Stored entries
************
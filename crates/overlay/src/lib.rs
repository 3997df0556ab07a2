//! Georeferenced overlay packaging.
//!
//! An overlay archive is a ZIP (KMZ) holding exactly two entries: the
//! `doc.kml` descriptor and the PNG it references. The descriptor's
//! LatLonBox carries the survey bounds unchanged, so a viewer stretches
//! the image over the surveyed area.
//!
//! ```no_run
//! use overlay::package_overlay;
//! use renderer::{render, Colormap};
//! use survey_common::{BoundingBox, Field};
//!
//! let field = Field::from_values(2, 2, vec![1.0, 2.0, 3.0, 4.0]).unwrap();
//! let raster = render(&field, &Colormap::default(), None).unwrap();
//! let bounds = BoundingBox::new(112.70, -7.30, 112.80, -7.20);
//! let archive = package_overlay(&raster, &bounds, "Gravity survey").unwrap();
//! std::fs::write("survey_overlay.kmz", archive.bytes()).unwrap();
//! ```

pub mod archive;
pub mod kml;
pub mod placemarks;

use serde::{Deserialize, Serialize};
use tracing::debug;

use renderer::RasterImage;
use survey_common::{BoundingBox, SurveyError, SurveyResult};

pub use archive::ArchiveEntry;
pub use kml::OverlayDescriptor;
pub use placemarks::samples_to_kml;

/// Name of the descriptor entry inside every overlay archive.
pub const DESCRIPTOR_NAME: &str = "doc.kml";

/// Naming inside the archive.
#[derive(Debug, Clone, PartialEq, Serialize, Deserialize)]
pub struct OverlayOptions {
    /// Archive path of the image, also written as the descriptor href.
    pub image_path: String,
    /// Name of the GroundOverlay element.
    pub overlay_name: String,
}

impl Default for OverlayOptions {
    fn default() -> Self {
        Self {
            image_path: "heatmap.png".to_string(),
            overlay_name: "Heatmap".to_string(),
        }
    }
}

/// A packaged overlay: archive bytes plus what went into them.
#[derive(Debug, Clone)]
pub struct OverlayArchive {
    bytes: Vec<u8>,
    descriptor: OverlayDescriptor,
    entry_names: Vec<String>,
}

impl OverlayArchive {
    pub fn bytes(&self) -> &[u8] {
        &self.bytes
    }

    pub fn into_bytes(self) -> Vec<u8> {
        self.bytes
    }

    pub fn descriptor(&self) -> &OverlayDescriptor {
        &self.descriptor
    }

    /// Entry names in archive order.
    pub fn entry_names(&self) -> &[String] {
        &self.entry_names
    }
}

/// An overlay read back from archive bytes.
#[derive(Debug, Clone)]
pub struct UnpackedOverlay {
    pub descriptor: OverlayDescriptor,
    pub image: Vec<u8>,
}

/// Encode `raster` as PNG and package it with default naming.
pub fn package_overlay(
    raster: &RasterImage,
    bounds: &BoundingBox,
    title: &str,
) -> SurveyResult<OverlayArchive> {
    package_overlay_with_options(raster, bounds, title, &OverlayOptions::default())
}

pub fn package_overlay_with_options(
    raster: &RasterImage,
    bounds: &BoundingBox,
    title: &str,
    options: &OverlayOptions,
) -> SurveyResult<OverlayArchive> {
    let png = raster.encode_png()?;
    package_overlay_png(png, bounds, title, options)
}

/// Package already encoded PNG bytes.
///
/// Fails with `InvalidBounds` for a degenerate box and with
/// `ArchiveConsistency` when the image path cannot be referenced from the
/// descriptor. Nothing is returned on failure.
pub fn package_overlay_png(
    png: Vec<u8>,
    bounds: &BoundingBox,
    title: &str,
    options: &OverlayOptions,
) -> SurveyResult<OverlayArchive> {
    bounds.validate()?;
    check_image_path(&options.image_path)?;

    let descriptor = OverlayDescriptor {
        title: title.to_string(),
        overlay_name: options.overlay_name.clone(),
        href: options.image_path.clone(),
        bounds: *bounds,
    };
    let entries = [
        ArchiveEntry::new(DESCRIPTOR_NAME, descriptor.to_kml().into_bytes()),
        ArchiveEntry::new(options.image_path.as_str(), png),
    ];

    let entry_names: Vec<String> = entries.iter().map(|e| e.name.clone()).collect();
    if !entry_names.iter().any(|name| *name == descriptor.href) {
        return Err(SurveyError::ArchiveConsistency(format!(
            "descriptor references '{}' but the archive holds {:?}",
            descriptor.href, entry_names
        )));
    }

    let bytes = archive::write_zip(&entries)?;
    debug!(
        bytes = bytes.len(),
        image = %descriptor.href,
        bounds = %bounds,
        "Packaged overlay archive"
    );

    Ok(OverlayArchive {
        bytes,
        descriptor,
        entry_names,
    })
}

/// Read an overlay archive back.
///
/// The archive must contain `doc.kml`, and the href it declares must name
/// another entry.
pub fn unpack_overlay(bytes: &[u8]) -> SurveyResult<UnpackedOverlay> {
    let mut entries = archive::read_zip(bytes)?;

    let kml_index = entries
        .iter()
        .position(|e| e.name == DESCRIPTOR_NAME)
        .ok_or_else(|| SurveyError::MalformedArchive(format!("no {} entry", DESCRIPTOR_NAME)))?;
    let kml = std::str::from_utf8(&entries[kml_index].data)
        .map_err(|_| SurveyError::MalformedArchive(format!("{} is not UTF-8", DESCRIPTOR_NAME)))?;
    let descriptor = OverlayDescriptor::parse(kml)?;

    let image_index = entries
        .iter()
        .position(|e| e.name == descriptor.href)
        .ok_or_else(|| {
            SurveyError::MalformedArchive(format!(
                "descriptor references '{}', which is not in the archive",
                descriptor.href
            ))
        })?;
    let image = entries.swap_remove(image_index).data;

    Ok(UnpackedOverlay { descriptor, image })
}

/// The image path must be a plain relative archive path.
fn check_image_path(path: &str) -> SurveyResult<()> {
    let problem = if path.trim().is_empty() {
        Some("is empty")
    } else if path != path.trim() {
        Some("has surrounding whitespace")
    } else if path.starts_with('/') || path.contains('\\') {
        Some("is not a relative forward-slash path")
    } else if path.split('/').any(|part| part.is_empty() || part == "." || part == "..") {
        Some("has an empty, '.' or '..' component")
    } else if path == DESCRIPTOR_NAME {
        Some("collides with the descriptor")
    } else {
        None
    };

    match problem {
        Some(problem) => Err(SurveyError::ArchiveConsistency(format!(
            "image path '{}' {}",
            path, problem
        ))),
        None => Ok(()),
    }
}

#[cfg(test)]
mod tests {
    use super::*;

    fn bounds() -> BoundingBox {
        BoundingBox::new(0.0, 0.0, 10.0, 5.0)
    }

    #[test]
    fn test_image_path_rules() {
        for bad in ["", " a.png", "/abs.png", "a\\b.png", "../up.png", "a//b.png", "doc.kml"] {
            assert!(
                matches!(check_image_path(bad), Err(SurveyError::ArchiveConsistency(_))),
                "{:?}",
                bad
            );
        }
        for good in ["heatmap.png", "images/heatmap.png", "a/b/c.png"] {
            assert!(check_image_path(good).is_ok(), "{:?}", good);
        }
    }

    #[test]
    fn test_bad_image_path_yields_no_archive() {
        let options = OverlayOptions {
            image_path: "../escape.png".to_string(),
            ..OverlayOptions::default()
        };
        let result = package_overlay_png(vec![1, 2, 3], &bounds(), "t", &options);
        assert!(matches!(result, Err(SurveyError::ArchiveConsistency(_))));
    }

    #[test]
    fn test_entries_in_order() {
        let archive =
            package_overlay_png(vec![1, 2, 3], &bounds(), "t", &OverlayOptions::default()).unwrap();
        assert_eq!(archive.entry_names(), ["doc.kml", "heatmap.png"]);
    }
}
************
=== What is expected ===
Filter the entries down to the lines containing "problem". Copy each of those lines.

=== Task response ===
    let problem = if path.trim().is_empty() {
    match problem {
        Some(problem) => Err(SurveyError::ArchiveConsistency(format!(
            path, problem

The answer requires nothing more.